February 29, 2012 | By Abraham | 11 comments

In early 1864, Spotswood Rice, a former slave from Missouri, enlisted in the Union Army. Later that year, he came through his former home with 1,600 other soldiers. When he was still on the way, he sent this confident and angry letter ahead to his former owner, Kittey Diggs…

(I left his spelling as is, but I added punctuation to make it easier to read.)

I received a leteter from Cariline telling me that you say I tried to steal…my child away from you. Now I want you to understand that mary is my Child and she is a God given rite of my own. And you may hold on to hear as long as you can, but I want you to remembor this one thing — that the longor you keep my Child from me, the longor you will have to burn in hell and the qwicer youll get their…

I want you to understand, kittey diggs, that where ever you and I meets we are enmays to each orthere. I offered once to pay you forty dollers for my own Child, but I am glad now that you did not accept it….

My Children is my own and I expect to get them, and when I get ready to come after mary I will have…powrer and autherity to bring hear away and to exacute vengencens on them that holds my Child. You will then know how to talke to me — I will assure that — and you will know how to talk rite, too….

I have no fears about geting mary out of your hands this whole Government gives chear to me and you cannot help your self.

Unfortunately, there’s no record of how this tale ended.

Read the unabridged and unpunctuated version. Read more of Spotswood Rice’s letters.

RelatedA former slave writes to his former owner requesting his backpay

11 Comments

    1. Tristan says:

      Haha, YES! Honestly though, the movie “Taken” should be renamed to “Liam Neeson Kills Everyone in France” lol.

  1. Erica says:

    Sadly, given the laws of that time, the daughter was property either way. Without knowing details, it may be optimistic to assume she’d be better off with her father.

    1. Paperchaser says:

      Erica, American history isn’t a speciality of mine, so I’m asking you in all frankness to provide examples of female slaves who were worse off after their liberation/with their families than they were as a white person’s legal property.

      And not just one, either. A sufficient number of examples of a such a situation to demonstrate that you’re talking about something common enough to give you some sort of basis for stating that in a situation wherein we don’t know any details, it might be better for a girl to be owned by a white person than to be with her biological family.

  2. Valerie Craft says:

    In the 1870 Census there is a “Spotsford” Rice living with his family in St Louis, MO. The family includes an 18 year old named Mary.
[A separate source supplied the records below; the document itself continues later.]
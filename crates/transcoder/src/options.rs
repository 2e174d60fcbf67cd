//! Global options, output options and output formats.

use std::time::Duration;

use crate::filter::SubtitleMethod;
use crate::format::{PixelFormat, format_timestamp};
use crate::profile::ChannelMetadata;
use crate::state::{FrameState, HardwareAccelerationMode, OutputFormatKind};
use crate::step::{EnvironmentVariable, PipelineStep};

/// Device setup for the accelerator the pipeline uses.
#[derive(Debug, Clone, PartialEq, Eq)]
pub struct HardwareInit {
    pub mode: HardwareAccelerationMode,
    /// Whether the decoder runs on the device.
    pub decode: bool,
    pub device: Option<String>,
    pub driver: Option<String>,
}

impl HardwareInit {
    fn options(&self) -> Vec<String> {
        let mut args: Vec<String> = Vec::new();
        let mut push = |items: &[&str]| args.extend(items.iter().map(|s| s.to_string()));
        match self.mode {
            HardwareAccelerationMode::Nvenc => {
                if self.decode {
                    push(&["-hwaccel", "cuda", "-hwaccel_output_format", "cuda"]);
                } else {
                    push(&["-init_hw_device", "cuda"]);
                }
            }
            HardwareAccelerationMode::Qsv => {
                match &self.device {
                    Some(device) => {
                        let va = format!("vaapi=va:{device}");
                        push(&["-init_hw_device", va.as_str(), "-init_hw_device", "qsv=hw@va"]);
                    }
                    None => push(&["-init_hw_device", "qsv=hw"]),
                }
                push(&["-filter_hw_device", "hw"]);
                if self.decode {
                    push(&["-hwaccel", "qsv", "-hwaccel_output_format", "qsv"]);
                }
            }
            HardwareAccelerationMode::Vaapi => {
                if self.decode {
                    push(&["-hwaccel", "vaapi", "-hwaccel_output_format", "vaapi"]);
                }
                let device = self.device.as_deref().unwrap_or("/dev/dri/renderD128");
                push(&["-vaapi_device", device]);
            }
            HardwareAccelerationMode::VideoToolbox => {
                if self.decode {
                    push(&["-hwaccel", "videotoolbox"]);
                }
            }
            HardwareAccelerationMode::None | HardwareAccelerationMode::Amf => {}
        }
        args
    }

    fn environment(&self) -> Vec<EnvironmentVariable> {
        match (self.mode, &self.device, &self.driver) {
            (HardwareAccelerationMode::Nvenc, Some(device), _) => {
                vec![EnvironmentVariable::new("CUDA_VISIBLE_DEVICES", device)]
            }
            (HardwareAccelerationMode::Vaapi | HardwareAccelerationMode::Qsv, _, Some(driver)) => {
                vec![EnvironmentVariable::new("LIBVA_DRIVER_NAME", driver)]
            }
            _ => Vec::new(),
        }
    }
}

#[derive(Debug, Clone, PartialEq, Eq)]
pub enum GlobalOption {
    HardwareAcceleration(HardwareInit),
    Threads(u32),
    /// `-nostdin -hide_banner -nostats -loglevel error`
    Quiet,
    /// Regenerate timestamps and drop corrupt packets.
    GenerateTimestamps,
    /// Write an ffmpeg report into a folder.
    Report(String),
}

impl PipelineStep for GlobalOption {
    fn environment_variables(&self) -> Vec<EnvironmentVariable> {
        match self {
            Self::HardwareAcceleration(init) => init.environment(),
            Self::Report(folder) => vec![EnvironmentVariable::new(
                "FFREPORT",
                format!("file={}/ffmpeg-%t.log:level=32", folder.trim_end_matches('/')),
            )],
            _ => Vec::new(),
        }
    }

    fn global_options(&self) -> Vec<String> {
        match self {
            Self::HardwareAcceleration(init) => init.options(),
            Self::Threads(n) => vec!["-threads".into(), n.to_string()],
            Self::Quiet => ["-nostdin", "-hide_banner", "-nostats", "-loglevel", "error"]
                .map(String::from)
                .to_vec(),
            Self::GenerateTimestamps => vec!["-fflags".into(), "+genpts+discardcorrupt+igndts".into()],
            Self::Report(_) => Vec::new(),
        }
    }

    fn next_state(&self, current: &FrameState) -> FrameState {
        match self {
            Self::HardwareAcceleration(init) => FrameState {
                hardware_acceleration_mode: init.mode,
                ..current.clone()
            },
            _ => current.clone(),
        }
    }
}

#[derive(Debug, Clone, PartialEq)]
pub enum OutputOption {
    /// `-muxdelay 0 -muxpreload 0`
    NoMuxDelay,
    FastStart { fragmented: bool },
    ClosedGop,
    SceneChangeThreshold(u64),
    NoAutoScale,
    VideoTrackTimescale,
    VideoBitrate { bitrate: u32, buffer_size: u32 },
    FrameRate(u32),
    PixelFormat(PixelFormat),
    AudioChannels(u32),
    AudioBitrate { bitrate: u32, buffer_size: u32 },
    AudioSampleRate(u32),
    Duration(Duration),
    /// `-c copy` for every stream.
    CopyAll,
    Metadata(ChannelMetadata),
    SubtitleCodec(SubtitleMethod),
    /// A plain `-vf` chain for single-input jobs.
    SimpleVideoFilter(String),
}

fn kilo(n: u32) -> String {
    if n % 1000 == 0 {
        format!("{}k", n / 1000)
    } else {
        n.to_string()
    }
}

impl PipelineStep for OutputOption {
    fn output_options(&self) -> Vec<String> {
        let args: Vec<String> = match self {
            Self::NoMuxDelay => vec!["-muxdelay".into(), "0".into(), "-muxpreload".into(), "0".into()],
            Self::FastStart { fragmented: false } => vec!["-movflags".into(), "+faststart".into()],
            Self::FastStart { fragmented: true } => vec![
                "-movflags".into(),
                "+faststart+frag_keyframe+separate_moof+omit_tfhd_offset+empty_moov+delay_moov".into(),
            ],
            Self::ClosedGop => vec!["-flags".into(), "cgop".into()],
            Self::SceneChangeThreshold(n) => vec!["-sc_threshold".into(), n.to_string()],
            Self::NoAutoScale => vec!["-noautoscale".into()],
            Self::VideoTrackTimescale => vec!["-video_track_timescale".into(), "90000".into()],
            Self::VideoBitrate {
                bitrate,
                buffer_size,
            } => vec![
                "-b:v".into(),
                format!("{bitrate}k"),
                "-maxrate:v".into(),
                format!("{bitrate}k"),
                "-bufsize:v".into(),
                format!("{buffer_size}k"),
            ],
            Self::FrameRate(r) => vec!["-r".into(), r.to_string(), "-vsync".into(), "cfr".into()],
            Self::PixelFormat(pf) => vec!["-pix_fmt".into(), pf.ffmpeg_name().into()],
            Self::AudioChannels(n) => vec!["-ac".into(), n.to_string()],
            Self::AudioBitrate {
                bitrate,
                buffer_size,
            } => vec![
                "-b:a".into(),
                format!("{bitrate}k"),
                "-maxrate:a".into(),
                format!("{bitrate}k"),
                "-bufsize:a".into(),
                format!("{buffer_size}k"),
            ],
            Self::AudioSampleRate(rate) => vec!["-ar".into(), kilo(*rate)],
            Self::Duration(d) => vec!["-t".into(), format_timestamp(*d)],
            Self::CopyAll => vec!["-c".into(), "copy".into()],
            Self::Metadata(metadata) => {
                let mut args = vec!["-map_metadata".to_string(), "-1".to_string()];
                if let Some(provider) = &metadata.service_provider {
                    args.push("-metadata".into());
                    args.push(format!("service_provider=\"{provider}\""));
                }
                if let Some(name) = &metadata.service_name {
                    args.push("-metadata".into());
                    args.push(format!("service_name=\"{name}\""));
                }
                if let Some(language) = &metadata.audio_language {
                    args.push("-metadata:s:a:0".into());
                    args.push(format!("language={language}"));
                }
                args
            }
            Self::SubtitleCodec(method) => match method {
                SubtitleMethod::Copy => vec!["-c:s".into(), "copy".into()],
                SubtitleMethod::Convert => vec!["-c:s".into(), "dvdsub".into()],
                SubtitleMethod::Burn => Vec::new(),
            },
            Self::SimpleVideoFilter(chain) => vec!["-vf".into(), chain.clone()],
        };
        args
    }

    fn next_state(&self, current: &FrameState) -> FrameState {
        match self {
            Self::VideoBitrate {
                bitrate,
                buffer_size,
            } => FrameState {
                video_bitrate: Some(*bitrate),
                video_buffer_size: Some(*buffer_size),
                ..current.clone()
            },
            Self::FrameRate(r) => FrameState {
                frame_rate: Some(*r),
                ..current.clone()
            },
            Self::PixelFormat(pf) => current.with_pixel_format(*pf),
            _ => current.clone(),
        }
    }
}

#[derive(Debug, Clone, PartialEq, Eq)]
pub struct HlsOutput {
    pub playlist_path: String,
    pub segment_template: String,
    pub segment_secs: u32,
    pub frame_rate: u32,
}

#[derive(Debug, Clone, PartialEq, Eq)]
pub enum OutputFormat {
    MpegTs,
    Mp4,
    Mkv,
    Nut,
    Hls(HlsOutput),
    /// Write to a file and let ffmpeg infer the muxer from its extension.
    File(String),
}

impl OutputFormat {
    pub fn kind(&self) -> Option<OutputFormatKind> {
        match self {
            Self::MpegTs => Some(OutputFormatKind::MpegTs),
            Self::Mp4 => Some(OutputFormatKind::Mp4),
            Self::Mkv => Some(OutputFormatKind::Mkv),
            Self::Nut => Some(OutputFormatKind::Nut),
            Self::Hls(_) => Some(OutputFormatKind::Hls),
            Self::File(_) => None,
        }
    }
}

impl PipelineStep for OutputFormat {
    fn output_options(&self) -> Vec<String> {
        let pipe = |format: &str| vec!["-f".to_string(), format.to_string(), "pipe:1".to_string()];
        match self {
            Self::MpegTs => vec![
                "-f".into(),
                "mpegts".into(),
                "-mpegts_flags".into(),
                "+initial_discontinuity".into(),
                "pipe:1".into(),
            ],
            Self::Mp4 => pipe("mp4"),
            Self::Mkv => pipe("matroska"),
            Self::Nut => pipe("nut"),
            Self::Hls(hls) => {
                let gop = (hls.frame_rate * hls.segment_secs).to_string();
                let secs = hls.segment_secs.to_string();
                vec![
                    "-g".into(),
                    gop.clone(),
                    "-keyint_min".into(),
                    gop,
                    "-force_key_frames".into(),
                    format!("expr:gte(t,n_forced*{secs})"),
                    "-f".into(),
                    "hls".into(),
                    "-hls_time".into(),
                    secs,
                    "-hls_list_size".into(),
                    "0".into(),
                    "-segment_list_flags".into(),
                    "+live".into(),
                    "-hls_segment_type".into(),
                    "mpegts".into(),
                    "-hls_segment_filename".into(),
                    hls.segment_template.clone(),
                    "-hls_flags".into(),
                    "program_date_time+append_list+omit_endlist+independent_segments".into(),
                    hls.playlist_path.clone(),
                ]
            }
            Self::File(path) => vec![path.clone()],
        }
    }

    fn next_state(&self, current: &FrameState) -> FrameState {
        match self {
            Self::Hls(hls) => FrameState {
                output_format_kind: Some(OutputFormatKind::Hls),
                hls_playlist_path: Some(hls.playlist_path.clone()),
                hls_segment_template: Some(hls.segment_template.clone()),
                ..current.clone()
            },
            other => FrameState {
                output_format_kind: other.kind(),
                ..current.clone()
            },
        }
    }
}
//! Orders the main video chain.
//!
//! deinterlace, tonemap, scale, pad or crop, then whatever movement the
//! overlays and the encoder need. Each filter is built against the state the
//! previous one produced, so fused uploads and downloads land exactly where
//! the frames change location.

use tracing::debug;

use crate::encoder::VideoEncoder;
use crate::format::PixelFormat;
use crate::profile::ScalingBehavior;
use crate::state::{FrameDataLocation, FrameState};
use crate::step::PipelineStep;

use super::FilterBackend;
use super::video::{
    AspectRatio, Crop, Deinterlace, HardwareDownload, HardwareUpload, Pad, Resize, Scale,
    TextSubtitles, Tonemap, VideoFilter,
};

/// Text subtitles burned into the main chain.
#[derive(Debug, Clone)]
pub struct BurnedSubtitles<'a> {
    pub path: &'a str,
    pub stream_index: u32,
    pub fonts_dir: Option<&'a str>,
}

#[derive(Debug, Clone)]
pub struct ChainRequest<'a> {
    pub backend: FilterBackend,
    pub encoder: &'a VideoEncoder,
    pub desired: &'a FrameState,
    pub scaling: ScalingBehavior,
    pub anamorphic_edge_case: bool,
    pub tonemap_algorithm: &'a str,
    pub burned_subtitles: Option<BurnedSubtitles<'a>>,
    /// Whether any watermark, picture subtitle or graphics layer follows.
    pub has_overlays: bool,
}

#[derive(Debug, Clone)]
pub struct VideoChain {
    pub filters: Vec<VideoFilter>,
    /// Backend the overlay layers composite on.
    pub overlay_backend: FilterBackend,
    /// State after the main chain, before any overlay.
    pub state: FrameState,
}

struct Builder {
    filters: Vec<VideoFilter>,
    state: FrameState,
}

impl Builder {
    fn push(&mut self, filter: VideoFilter) {
        self.state = filter.next_state(&self.state);
        self.filters.push(filter);
    }
}

fn hardware_target(encoder: &VideoEncoder) -> Option<PixelFormat> {
    match encoder.required_location() {
        Some(FrameDataLocation::Hardware) => encoder.pixel_format(),
        _ => None,
    }
}

pub fn compose_video_chain(request: &ChainRequest<'_>, current: FrameState) -> VideoChain {
    let backend = request.backend;
    let desired = request.desired;
    let encoder_format = hardware_target(request.encoder);
    let mut chain = Builder {
        filters: Vec::new(),
        state: current,
    };

    if desired.deinterlaced && !chain.state.deinterlaced {
        let f = Deinterlace::new(backend, &chain.state);
        chain.push(VideoFilter::Deinterlace(f));
    }

    if chain.state.is_hdr && !desired.is_hdr {
        let target = desired
            .pixel_format
            .unwrap_or(PixelFormat::YUV420P)
            .software_equivalent();
        let f = Tonemap::new(backend, &chain.state, request.tonemap_algorithm, target);
        chain.push(VideoFilter::Tonemap(f));
    }

    if chain.state.scaled_size != desired.scaled_size || chain.state.is_anamorphic {
        let resize = match (request.scaling, desired.cropped_size) {
            (ScalingBehavior::Crop, Some(cropped)) => Resize {
                target: cropped,
                scaled_size: desired.scaled_size,
                aspect: Some(AspectRatio::Increase),
            },
            (ScalingBehavior::Stretch, _) => Resize {
                target: desired.scaled_size,
                scaled_size: desired.scaled_size,
                aspect: None,
            },
            _ => Resize {
                target: desired.padded_size,
                scaled_size: desired.scaled_size,
                aspect: Some(AspectRatio::Decrease),
            },
        };
        let f = Scale::resize(
            backend,
            &chain.state,
            resize,
            encoder_format,
            request.anamorphic_edge_case,
        );
        chain.push(VideoFilter::Scale(f));
    } else if let Some(pf) = encoder_format {
        let state = &chain.state;
        let differs = state.pixel_format.is_none_or(|current| !current.same_wire(&pf));
        if backend.is_hardware() && state.is_hardware() && differs {
            let f = Scale::format_only(backend, state, pf);
            chain.push(VideoFilter::Scale(f));
        }
    }

    match desired.cropped_size {
        Some(cropped) if chain.state.padded_size != cropped => {
            let f = Crop::new(&chain.state, cropped);
            chain.push(VideoFilter::Crop(f));
        }
        Some(_) => {}
        None if chain.state.padded_size != desired.padded_size => {
            let f = Pad::new(backend, &chain.state, desired.padded_size);
            chain.push(VideoFilter::Pad(f));
        }
        None => {}
    }

    if chain.state.is_hardware() && encoder_format.is_none() {
        let target = request
            .encoder
            .pixel_format()
            .or_else(|| chain.state.pixel_format.map(PixelFormat::software_equivalent));
        let f = HardwareDownload::new(&chain.state, target);
        chain.push(VideoFilter::HardwareDownload(f));
    }

    let software_overlays = request.burned_subtitles.is_some()
        || (request.has_overlays && (!backend.is_hardware() || chain.state.bit_depth() == 10));
    if software_overlays && chain.state.is_hardware() {
        let target = chain.state.pixel_format.map(PixelFormat::software_equivalent);
        let f = HardwareDownload::new(&chain.state, target);
        chain.push(VideoFilter::HardwareDownload(f));
    }

    if let Some(subs) = &request.burned_subtitles {
        let f = TextSubtitles::new(&chain.state, subs.path, subs.stream_index, subs.fonts_dir);
        chain.push(VideoFilter::TextSubtitles(f));
    }

    let overlay_backend = if chain.state.is_hardware() {
        backend
    } else {
        FilterBackend::Software
    };
    debug!(
        filters = chain.filters.len(),
        ?overlay_backend,
        location = ?chain.state.frame_data_location,
        "composed video chain"
    );

    VideoChain {
        filters: chain.filters,
        overlay_backend,
        state: chain.state,
    }
}

/// Upload after the overlays when the encoder consumes hardware frames.
pub fn final_relocation(
    backend: FilterBackend,
    encoder: &VideoEncoder,
    state: &FrameState,
) -> Option<VideoFilter> {
    let pf = hardware_target(encoder)?;
    if state.is_hardware() || !backend.is_hardware() {
        return None;
    }
    Some(VideoFilter::HardwareUpload(HardwareUpload::new(backend, Some(pf))))
}
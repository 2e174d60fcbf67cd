//! Pipelines that bypass the general compiler.

use tracing::debug;

use crate::format::FrameSize;
use crate::input::{InputFile, InputKind, InputOption, VideoStream};
use crate::options::{GlobalOption, OutputFormat, OutputOption};
use crate::profile::ChannelMetadata;
use crate::state::FrameState;
use crate::step::Step;

use super::Pipeline;

/// Stream an endless concat playlist, copying every stream.
pub fn concat_pipeline(playlist_url: &str, metadata: &ChannelMetadata) -> Pipeline {
    let mut input = InputFile::new(playlist_url, InputKind::Concat);
    input.add_option(InputOption::ConcatFormat);
    input.add_option(InputOption::Readrate { initial_burst: 0 });
    input.add_option(InputOption::InfiniteLoop);

    let steps = vec![
        Step::Global(GlobalOption::Quiet),
        Step::Global(GlobalOption::GenerateTimestamps),
        Step::Output(OutputOption::NoMuxDelay),
        Step::Output(OutputOption::FastStart { fragmented: false }),
        Step::Output(OutputOption::ClosedGop),
        Step::Output(OutputOption::SceneChangeThreshold(0)),
        Step::Output(OutputOption::CopyAll),
        Step::Output(OutputOption::Metadata(metadata.clone())),
        Step::Format(OutputFormat::MpegTs),
    ];
    debug!(playlist = playlist_url, "compiled concat pipeline");
    Pipeline::new(steps, vec![input], FrameState::from_source(&VideoStream::default(), true, true))
}

/// Downscale an image to `height`, keeping its aspect ratio.
pub fn resize_pipeline(input_path: &str, output_path: &str, height: u32) -> Pipeline {
    let stream = VideoStream {
        frame_size: FrameSize::new(0, height),
        still_image: true,
        ..Default::default()
    };
    let input = InputFile::new(input_path, InputKind::Video(stream.clone()));
    let steps = vec![
        Step::Global(GlobalOption::Quiet),
        Step::Output(OutputOption::SimpleVideoFilter(format!(
            "scale=-1:{height}:force_original_aspect_ratio=decrease"
        ))),
        Step::Format(OutputFormat::File(output_path.to_string())),
    ];
    Pipeline::new(steps, vec![input], FrameState::from_source(&stream, false, false))
}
No relationships are given, but this is likely a daughter. In the 1880 Census the family is listed again, this time as “Spotswood,” with a daughter named Mary (now married and named Bell).

    1. Bettina says:

      A big thanks to Valerie- ever since years, oops, a decade ago I watched Ken Burns’ documentary I have remembered the letters being read out and wondering how the tale ended and wishing that this father was reunited with his child. Thanks- you just shed some happy light on this:)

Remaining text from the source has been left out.